Looks at the keto/atkins diet/low carb "comeback".
I've been preaching "Zone 2" training on my Youtube channel for the last 15 years (and it's rooted back in Lydiard's aerobic base building concepts from many, many decades ago).
Fitness influencers who just started running marathons like yesterday act like they've discovered this new Zone 2 training " fitness hack secret."
But that's how it is with information and social trends too. Look at how fashion/clothing style operates in cycles as well (things come back and are cool again decades later) - or an oldie music song is recycled/remixed/covered on TikTok and the Gen Z kids think it's this cool new jam by a new artist.
From what I have observed, most of the newer zone 2 discussions have derived, like an early poster mentioned, from the Peter Attia/Andrew Huberman crowd. In other words, from individuals who are more focused on optimizing health and longevity than pure running performance. Ideally the zone is categorized by keeping lactate under a certain level measured with a lactate meter, although perceived exertion can be a viable alternative. These individuals also stress the importance of maintaining both a high vo2 max and a high level of muscle mass for optimal metabolic health as one ages.

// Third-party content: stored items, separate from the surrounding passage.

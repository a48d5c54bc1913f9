// Shared formatting for command output

use anyhow::Result;
use clap::ValueEnum;
use serde::Serialize;
use shopgraph_config::Neo4jConfig;
use shopgraph_query::GeneratedQuery;

/// Output format supported by every command
#[derive(Debug, Clone, Copy, PartialEq, Eq, Default, ValueEnum)]
pub enum OutputFormat {
    /// JSON object for programmatic consumption
    #[default]
    Json,
    /// Raw text
    Text,
}

/// Serialize a value as pretty JSON
pub fn format_json<T: Serialize>(value: &T) -> Result<String> {
    Ok(serde_json::to_string_pretty(value)?)
}

/// Render a generated query; text output is the Cypher exactly as produced
pub fn format_query(query: &GeneratedQuery, format: OutputFormat) -> Result<String> {
    match format {
        OutputFormat::Json => format_json(query),
        OutputFormat::Text => Ok(query.as_str().trim_end_matches('\n').to_string()),
    }
}

pub fn format_connection(neo4j: &Neo4jConfig, format: OutputFormat) -> Result<String> {
    match format {
        OutputFormat::Json => format_json(neo4j),
        OutputFormat::Text => Ok(format!(
            "url: {}\nusername: {}\npassword: {}",
            neo4j.url,
            neo4j.username,
            if neo4j.password.is_empty() { "" } else { "********" }
        )),
    }
}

Running influencers that talk about zone 2 are just grifting.
This post was edited 52 seconds after it was posted.
A non-runner friend of mine asked me about this last week, and I also saw some weenie narcissist drop that term in his day-in-the-life-of-a-winner short. It’s bizarre how this stuff can spread considering it’s just a marketing gimmick. Nobody seems to even know what it means, but it only took a little pushing from Garmin and the Huberman paid-promotion-podcast to get normies totally sold on it.
I feel like out of nowhere every last fitness influencer and running mom out there has started posting endlessly about Zone 2 training, it’s essentially the same level of obsession that more advanced runners have had with the double threshold method.

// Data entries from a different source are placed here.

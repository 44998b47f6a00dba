//! Session identity.
//!
//! Ordinary course sessions and diagnostic-test sessions live in separate
//! identifier spaces on the backend. [`SessionRef`] carries the space in the
//! type so the two can never collide in a map and an event can never name both.

use std::fmt;

use serde::{Deserialize, Serialize};
use thiserror::Error;

/// Reference to either a course session or a diagnostic-test session.
#[derive(Debug, Clone, Copy, PartialEq, Eq, Hash, PartialOrd, Ord, Serialize, Deserialize)]
#[serde(tag = "kind", content = "id", rename_all = "snake_case")]
pub enum SessionRef {
    /// Ordinary course-viewing session.
    Course(i64),
    /// Diagnostic (D2R) test session.
    Diagnostic(i64),
}

/// Violations of the "exactly one session id" contract.
#[derive(Debug, Clone, Copy, PartialEq, Eq, Error)]
pub enum SessionRefError {
    /// Neither `session_id` nor `diagnostic_session_id` was supplied.
    #[error("one of session_id or diagnostic_session_id is required")]
    Missing,
    /// Both ids were supplied.
    #[error("session_id and diagnostic_session_id are mutually exclusive")]
    Ambiguous,
}

impl SessionRef {
    /// Builds a reference from the two optional wire fields.
    ///
    /// # Errors
    ///
    /// Returns [`SessionRefError`] unless exactly one id is set.
    pub const fn from_parts(
        session_id: Option<i64>,
        diagnostic_session_id: Option<i64>,
    ) -> Result<Self, SessionRefError> {
        match (session_id, diagnostic_session_id) {
            (Some(id), None) => Ok(Self::Course(id)),
            (None, Some(id)) => Ok(Self::Diagnostic(id)),
            (None, None) => Err(SessionRefError::Missing),
            (Some(_), Some(_)) => Err(SessionRefError::Ambiguous),
        }
    }

    /// Raw identifier within its space.
    #[must_use]
    pub const fn id(self) -> i64 {
        match self {
            Self::Course(id) | Self::Diagnostic(id) => id,
        }
    }

    /// Returns `true` for diagnostic-test sessions.
    #[must_use]
    pub const fn is_diagnostic(self) -> bool {
        matches!(self, Self::Diagnostic(_))
    }

    /// Backend collection that ingests events for this kind of session.
    #[must_use]
    pub const fn endpoint(self) -> &'static str {
        match self {
            Self::Course(_) => "attention-events",
            Self::Diagnostic(_) => "d2r-attention-events",
        }
    }

    /// Wire fields `(session_id, diagnostic_session_id)`.
    #[must_use]
    pub const fn to_parts(self) -> (Option<i64>, Option<i64>) {
        match self {
            Self::Course(id) => (Some(id), None),
            Self::Diagnostic(id) => (None, Some(id)),
        }
    }
}

impl fmt::Display for SessionRef {
    fn fmt(&self, f: &mut fmt::Formatter<'_>) -> fmt::Result {
        match self {
            Self::Course(id) => write!(f, "course-{id}"),
            Self::Diagnostic(id) => write!(f, "diagnostic-{id}"),
        }
    }
}

#[cfg(test)]
mod tests {
    use super::*;
    use std::collections::HashSet;

    #[test]
    fn test_from_parts_exactly_one() {
        assert_eq!(SessionRef::from_parts(Some(3), None), Ok(SessionRef::Course(3)));
        assert_eq!(
            SessionRef::from_parts(None, Some(3)),
            Ok(SessionRef::Diagnostic(3))
        );
    }

    #[test]
    fn test_from_parts_rejects_neither_and_both() {
        assert_eq!(
            SessionRef::from_parts(None, None),
            Err(SessionRefError::Missing)
        );
        assert_eq!(
            SessionRef::from_parts(Some(1), Some(2)),
            Err(SessionRefError::Ambiguous)
        );
    }

    #[test]
    fn test_id_spaces_do_not_collide() {
        let keys: HashSet<_> = [SessionRef::Course(7), SessionRef::Diagnostic(7)]
            .into_iter()
            .collect();
        assert_eq!(keys.len(), 2);
    }

    #[test]
    fn test_endpoint_and_display() {
        assert_eq!(SessionRef::Course(1).endpoint(), "attention-events");
        assert_eq!(SessionRef::Diagnostic(1).endpoint(), "d2r-attention-events");
        assert_eq!(SessionRef::Diagnostic(42).to_string(), "diagnostic-42");
    }
}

Is there some scientific study that’s recently come out that has people obsessed with this, or is it just the buzz phrase of the week? Easy aerobic/ “Zone 2” training has been a thing for as long as i’ve been a runner, it’s kind of basic knowledge that you should run most of your efforts at an easy pace with relaxed breathing and heart rate. If you run even 20 miles a week I’d think most people would figure this out themselves instead of Elite Runner Matt Choi needing to educate the masses.
I even see lots of people calling it “the zone 2 method” as if it’s some kind of new unique revolutionary training system when it’s quite literally “don’t run hard every day or you’ll burn out or get injured”
What you’re referring to is called confirmation bias.
No different than the running community taking about the “ Norwegian method” that type of training is 40 years old at least
Information goes in cycles.
Looks at the keto/atkins diet/low carb "comeback".
I've been preaching "Zone 2" training on my Youtube channel for the last 15 years (and it's rooted back in Lydiard's aerobic base building concepts from many, many decades ago).
Fitness influencers who just started running marathons like yesterday act like they've discovered this new Zone 2 training " fitness hack secret."
But that's how it is with information and social trends too. Look at how fashion/clothing style operates in cycles as well (things come back and are cool again decades later) - or an oldie music song is recycled/remixed/covered on TikTok and the Gen Z kids think it's this cool new jam by a new artist.
I suppose it's all part of the human condition.
Thanks for commenting Sage!
You’ve definitely played a large role in my whole running training/physiology journey starting back in early highschool so I really appreciate you chiming in.
This post was edited 38 seconds after it was posted.